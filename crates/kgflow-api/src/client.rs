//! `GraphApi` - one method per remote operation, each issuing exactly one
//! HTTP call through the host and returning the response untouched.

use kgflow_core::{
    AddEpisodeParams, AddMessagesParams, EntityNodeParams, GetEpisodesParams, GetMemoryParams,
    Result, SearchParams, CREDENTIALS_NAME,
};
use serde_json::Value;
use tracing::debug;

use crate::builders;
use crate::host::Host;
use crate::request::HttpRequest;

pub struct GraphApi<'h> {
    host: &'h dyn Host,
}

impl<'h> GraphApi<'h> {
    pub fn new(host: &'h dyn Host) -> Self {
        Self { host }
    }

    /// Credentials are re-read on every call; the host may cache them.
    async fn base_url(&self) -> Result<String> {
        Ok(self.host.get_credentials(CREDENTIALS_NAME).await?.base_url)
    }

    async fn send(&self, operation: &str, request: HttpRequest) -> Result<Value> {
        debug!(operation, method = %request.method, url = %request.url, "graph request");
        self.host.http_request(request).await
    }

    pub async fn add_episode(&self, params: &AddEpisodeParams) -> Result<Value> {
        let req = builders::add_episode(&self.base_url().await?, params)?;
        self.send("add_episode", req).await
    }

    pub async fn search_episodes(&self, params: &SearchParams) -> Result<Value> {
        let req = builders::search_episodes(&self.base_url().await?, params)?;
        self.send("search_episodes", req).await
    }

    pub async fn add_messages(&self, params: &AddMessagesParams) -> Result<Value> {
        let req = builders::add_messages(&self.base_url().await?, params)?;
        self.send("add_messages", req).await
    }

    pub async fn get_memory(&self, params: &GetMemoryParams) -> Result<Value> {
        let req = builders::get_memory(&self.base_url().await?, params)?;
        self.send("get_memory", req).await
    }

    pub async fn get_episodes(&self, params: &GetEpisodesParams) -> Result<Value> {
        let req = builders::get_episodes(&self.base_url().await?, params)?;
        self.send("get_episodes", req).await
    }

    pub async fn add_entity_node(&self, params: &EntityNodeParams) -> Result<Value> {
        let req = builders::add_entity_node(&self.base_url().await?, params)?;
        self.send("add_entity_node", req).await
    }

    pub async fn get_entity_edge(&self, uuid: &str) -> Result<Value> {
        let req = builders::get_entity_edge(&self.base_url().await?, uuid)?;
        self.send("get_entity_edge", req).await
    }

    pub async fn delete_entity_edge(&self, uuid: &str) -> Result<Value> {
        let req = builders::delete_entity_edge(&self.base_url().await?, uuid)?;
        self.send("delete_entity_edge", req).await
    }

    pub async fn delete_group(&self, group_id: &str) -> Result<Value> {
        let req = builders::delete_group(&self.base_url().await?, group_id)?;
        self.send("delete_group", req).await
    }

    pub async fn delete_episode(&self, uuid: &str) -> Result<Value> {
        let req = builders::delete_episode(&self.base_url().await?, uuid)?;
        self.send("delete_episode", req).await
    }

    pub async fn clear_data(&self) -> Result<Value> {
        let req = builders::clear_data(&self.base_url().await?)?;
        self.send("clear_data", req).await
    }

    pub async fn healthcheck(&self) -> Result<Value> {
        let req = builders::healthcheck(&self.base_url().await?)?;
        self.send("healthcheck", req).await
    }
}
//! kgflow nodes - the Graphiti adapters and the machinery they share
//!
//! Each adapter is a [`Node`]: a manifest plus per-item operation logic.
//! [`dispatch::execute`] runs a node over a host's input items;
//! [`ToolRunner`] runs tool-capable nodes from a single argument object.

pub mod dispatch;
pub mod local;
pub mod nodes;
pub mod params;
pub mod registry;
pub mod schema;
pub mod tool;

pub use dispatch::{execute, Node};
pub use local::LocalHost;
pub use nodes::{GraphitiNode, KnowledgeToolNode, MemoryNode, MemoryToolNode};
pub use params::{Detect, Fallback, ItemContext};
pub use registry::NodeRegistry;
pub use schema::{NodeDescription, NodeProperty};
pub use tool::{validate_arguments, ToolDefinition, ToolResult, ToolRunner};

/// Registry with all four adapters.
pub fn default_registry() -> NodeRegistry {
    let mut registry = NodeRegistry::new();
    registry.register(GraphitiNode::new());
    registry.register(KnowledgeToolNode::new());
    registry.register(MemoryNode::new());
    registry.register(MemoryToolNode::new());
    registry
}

■ ■ ■ ■

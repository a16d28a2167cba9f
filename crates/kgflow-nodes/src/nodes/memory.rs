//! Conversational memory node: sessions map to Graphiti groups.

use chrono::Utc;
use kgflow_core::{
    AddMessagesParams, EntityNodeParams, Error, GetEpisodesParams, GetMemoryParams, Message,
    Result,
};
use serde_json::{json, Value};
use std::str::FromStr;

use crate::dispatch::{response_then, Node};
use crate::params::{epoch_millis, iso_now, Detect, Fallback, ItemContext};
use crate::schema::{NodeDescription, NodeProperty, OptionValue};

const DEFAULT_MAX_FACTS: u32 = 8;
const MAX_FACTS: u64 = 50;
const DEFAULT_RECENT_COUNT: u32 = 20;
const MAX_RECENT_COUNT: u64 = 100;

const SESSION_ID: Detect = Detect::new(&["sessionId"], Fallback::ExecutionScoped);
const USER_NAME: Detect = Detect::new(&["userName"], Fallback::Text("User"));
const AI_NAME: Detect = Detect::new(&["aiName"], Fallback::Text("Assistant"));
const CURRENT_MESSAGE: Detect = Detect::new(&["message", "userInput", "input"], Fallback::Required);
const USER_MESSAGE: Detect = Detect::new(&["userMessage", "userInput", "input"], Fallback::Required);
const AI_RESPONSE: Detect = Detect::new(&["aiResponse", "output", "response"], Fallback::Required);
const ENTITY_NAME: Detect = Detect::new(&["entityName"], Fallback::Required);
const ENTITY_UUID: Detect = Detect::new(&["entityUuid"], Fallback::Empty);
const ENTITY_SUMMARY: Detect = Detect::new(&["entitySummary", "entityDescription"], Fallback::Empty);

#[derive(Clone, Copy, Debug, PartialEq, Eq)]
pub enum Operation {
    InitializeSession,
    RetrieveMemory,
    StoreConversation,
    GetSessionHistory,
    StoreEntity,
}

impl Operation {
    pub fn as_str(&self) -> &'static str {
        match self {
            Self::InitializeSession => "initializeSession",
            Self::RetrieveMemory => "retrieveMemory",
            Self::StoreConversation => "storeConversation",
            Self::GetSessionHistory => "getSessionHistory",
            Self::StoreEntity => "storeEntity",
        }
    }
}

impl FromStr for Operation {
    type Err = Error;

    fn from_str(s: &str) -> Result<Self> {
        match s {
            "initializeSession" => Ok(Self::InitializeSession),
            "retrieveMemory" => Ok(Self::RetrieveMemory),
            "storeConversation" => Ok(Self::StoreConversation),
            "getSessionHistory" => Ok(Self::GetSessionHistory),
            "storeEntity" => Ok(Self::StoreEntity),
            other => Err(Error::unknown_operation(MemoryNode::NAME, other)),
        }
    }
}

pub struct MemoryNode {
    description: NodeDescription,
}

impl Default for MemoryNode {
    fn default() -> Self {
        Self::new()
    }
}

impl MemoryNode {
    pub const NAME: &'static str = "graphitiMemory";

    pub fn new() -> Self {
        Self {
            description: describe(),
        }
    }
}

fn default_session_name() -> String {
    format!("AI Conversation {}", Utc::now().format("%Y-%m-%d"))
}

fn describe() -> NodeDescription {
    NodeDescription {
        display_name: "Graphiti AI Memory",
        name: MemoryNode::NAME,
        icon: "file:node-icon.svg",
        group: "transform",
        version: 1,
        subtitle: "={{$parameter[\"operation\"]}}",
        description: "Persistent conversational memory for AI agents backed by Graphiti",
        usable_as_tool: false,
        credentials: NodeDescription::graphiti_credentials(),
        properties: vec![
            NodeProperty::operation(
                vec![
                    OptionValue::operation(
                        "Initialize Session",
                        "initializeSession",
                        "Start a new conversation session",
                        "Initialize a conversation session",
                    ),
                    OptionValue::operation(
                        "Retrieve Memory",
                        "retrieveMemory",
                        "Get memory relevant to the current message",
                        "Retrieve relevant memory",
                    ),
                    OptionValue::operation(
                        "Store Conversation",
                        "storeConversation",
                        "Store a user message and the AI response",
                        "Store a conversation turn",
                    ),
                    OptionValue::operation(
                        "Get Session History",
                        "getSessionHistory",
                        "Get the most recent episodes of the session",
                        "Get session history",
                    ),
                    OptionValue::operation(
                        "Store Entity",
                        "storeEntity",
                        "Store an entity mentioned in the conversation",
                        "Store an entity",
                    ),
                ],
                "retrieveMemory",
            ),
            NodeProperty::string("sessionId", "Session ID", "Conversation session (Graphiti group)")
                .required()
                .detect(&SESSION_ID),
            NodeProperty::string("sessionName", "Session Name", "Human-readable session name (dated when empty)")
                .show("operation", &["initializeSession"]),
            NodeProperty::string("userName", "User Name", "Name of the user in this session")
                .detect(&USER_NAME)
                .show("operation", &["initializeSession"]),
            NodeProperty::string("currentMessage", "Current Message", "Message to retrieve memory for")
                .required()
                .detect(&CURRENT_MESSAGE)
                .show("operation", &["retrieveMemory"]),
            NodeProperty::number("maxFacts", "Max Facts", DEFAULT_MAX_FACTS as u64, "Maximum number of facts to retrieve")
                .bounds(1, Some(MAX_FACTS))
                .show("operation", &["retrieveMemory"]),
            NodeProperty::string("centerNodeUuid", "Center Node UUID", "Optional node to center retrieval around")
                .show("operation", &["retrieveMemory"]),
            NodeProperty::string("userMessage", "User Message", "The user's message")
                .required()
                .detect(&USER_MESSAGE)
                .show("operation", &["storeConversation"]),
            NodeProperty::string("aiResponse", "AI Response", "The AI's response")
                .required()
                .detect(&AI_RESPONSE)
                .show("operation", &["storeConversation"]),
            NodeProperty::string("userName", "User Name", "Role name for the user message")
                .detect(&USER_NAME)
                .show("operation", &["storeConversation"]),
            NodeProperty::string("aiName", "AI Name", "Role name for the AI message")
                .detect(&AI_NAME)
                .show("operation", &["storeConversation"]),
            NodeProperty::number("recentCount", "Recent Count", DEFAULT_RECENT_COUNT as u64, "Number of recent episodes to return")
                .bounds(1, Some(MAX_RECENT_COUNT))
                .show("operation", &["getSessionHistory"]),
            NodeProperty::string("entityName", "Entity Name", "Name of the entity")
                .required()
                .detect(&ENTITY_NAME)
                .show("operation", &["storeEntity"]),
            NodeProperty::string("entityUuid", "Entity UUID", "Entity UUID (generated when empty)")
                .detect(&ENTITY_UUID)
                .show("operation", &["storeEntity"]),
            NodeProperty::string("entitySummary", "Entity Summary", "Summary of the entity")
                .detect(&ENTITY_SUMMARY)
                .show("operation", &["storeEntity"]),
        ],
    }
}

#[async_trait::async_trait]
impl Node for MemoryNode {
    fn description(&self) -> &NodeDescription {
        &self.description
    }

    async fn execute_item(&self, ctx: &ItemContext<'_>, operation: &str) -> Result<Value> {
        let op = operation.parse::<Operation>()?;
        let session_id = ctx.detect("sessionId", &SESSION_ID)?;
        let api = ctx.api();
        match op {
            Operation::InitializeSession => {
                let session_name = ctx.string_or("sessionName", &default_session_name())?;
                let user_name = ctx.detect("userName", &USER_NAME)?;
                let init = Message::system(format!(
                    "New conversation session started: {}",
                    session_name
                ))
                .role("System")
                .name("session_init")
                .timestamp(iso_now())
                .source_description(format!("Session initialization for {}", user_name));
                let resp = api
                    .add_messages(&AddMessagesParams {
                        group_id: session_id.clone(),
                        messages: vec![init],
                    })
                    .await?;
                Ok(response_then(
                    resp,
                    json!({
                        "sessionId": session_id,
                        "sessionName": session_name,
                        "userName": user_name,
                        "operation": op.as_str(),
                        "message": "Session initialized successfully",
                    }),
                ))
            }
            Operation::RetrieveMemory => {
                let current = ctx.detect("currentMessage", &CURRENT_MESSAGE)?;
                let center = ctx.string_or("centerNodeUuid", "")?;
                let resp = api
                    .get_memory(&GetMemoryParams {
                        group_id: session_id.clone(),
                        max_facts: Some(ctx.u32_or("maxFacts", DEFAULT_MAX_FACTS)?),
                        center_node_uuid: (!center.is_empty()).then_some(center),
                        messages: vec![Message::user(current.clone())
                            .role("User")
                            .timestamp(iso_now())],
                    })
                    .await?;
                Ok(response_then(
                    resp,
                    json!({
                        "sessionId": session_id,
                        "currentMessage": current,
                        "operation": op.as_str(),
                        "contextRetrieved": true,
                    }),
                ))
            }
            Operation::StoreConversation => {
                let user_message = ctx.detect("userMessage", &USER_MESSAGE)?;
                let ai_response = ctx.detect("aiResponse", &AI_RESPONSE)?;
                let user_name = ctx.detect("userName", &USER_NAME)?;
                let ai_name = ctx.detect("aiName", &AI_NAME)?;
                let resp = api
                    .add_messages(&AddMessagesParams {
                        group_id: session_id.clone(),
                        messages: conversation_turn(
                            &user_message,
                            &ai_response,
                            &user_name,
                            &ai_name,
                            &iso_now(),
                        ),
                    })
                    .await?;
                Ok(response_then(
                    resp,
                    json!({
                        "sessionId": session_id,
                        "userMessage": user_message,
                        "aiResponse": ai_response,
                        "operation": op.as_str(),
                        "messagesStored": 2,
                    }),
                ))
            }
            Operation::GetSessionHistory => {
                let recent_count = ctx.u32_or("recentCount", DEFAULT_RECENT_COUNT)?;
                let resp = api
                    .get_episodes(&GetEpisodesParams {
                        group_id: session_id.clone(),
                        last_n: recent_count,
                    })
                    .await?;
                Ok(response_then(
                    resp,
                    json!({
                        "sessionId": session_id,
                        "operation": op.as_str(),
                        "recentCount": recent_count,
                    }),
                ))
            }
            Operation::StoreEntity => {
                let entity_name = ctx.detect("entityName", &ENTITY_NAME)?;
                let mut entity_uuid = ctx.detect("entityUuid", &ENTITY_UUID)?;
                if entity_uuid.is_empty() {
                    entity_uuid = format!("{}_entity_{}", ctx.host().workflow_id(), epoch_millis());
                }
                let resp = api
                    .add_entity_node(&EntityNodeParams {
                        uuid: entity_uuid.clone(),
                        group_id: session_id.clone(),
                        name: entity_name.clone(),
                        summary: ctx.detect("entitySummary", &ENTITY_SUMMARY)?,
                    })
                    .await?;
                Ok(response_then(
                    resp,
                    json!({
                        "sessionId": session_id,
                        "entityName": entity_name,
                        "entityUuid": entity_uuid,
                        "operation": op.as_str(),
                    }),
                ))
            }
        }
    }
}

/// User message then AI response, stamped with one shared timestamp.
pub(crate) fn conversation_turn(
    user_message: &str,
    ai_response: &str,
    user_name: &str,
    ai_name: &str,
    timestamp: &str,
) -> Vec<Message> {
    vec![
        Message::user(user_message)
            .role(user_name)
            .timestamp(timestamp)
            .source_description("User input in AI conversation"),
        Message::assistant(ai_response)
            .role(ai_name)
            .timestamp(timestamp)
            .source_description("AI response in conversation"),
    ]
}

■ ■ ■ ■

* [Task prompt]: Transcribe the records above exactly, beginning at the line that contains "type Err = Error;" and ending with the line that contains "fn default() ->", both included, and nothing else.

* [Completed exercise]:
    type Err = Error;

    fn from_str(s: &str) -> Result<Self> {
        match s {
            "initializeSession" => Ok(Self::InitializeSession),
            "retrieveMemory" => Ok(Self::RetrieveMemory),
            "storeConversation" => Ok(Self::StoreConversation),
            "getSessionHistory" => Ok(Self::GetSessionHistory),
            "storeEntity" => Ok(Self::StoreEntity),
            other => Err(Error::unknown_operation(MemoryNode::NAME, other)),
        }
    }
}

pub struct MemoryNode {
    description: NodeDescription,
}

impl Default for MemoryNode {
    fn default() -> Self {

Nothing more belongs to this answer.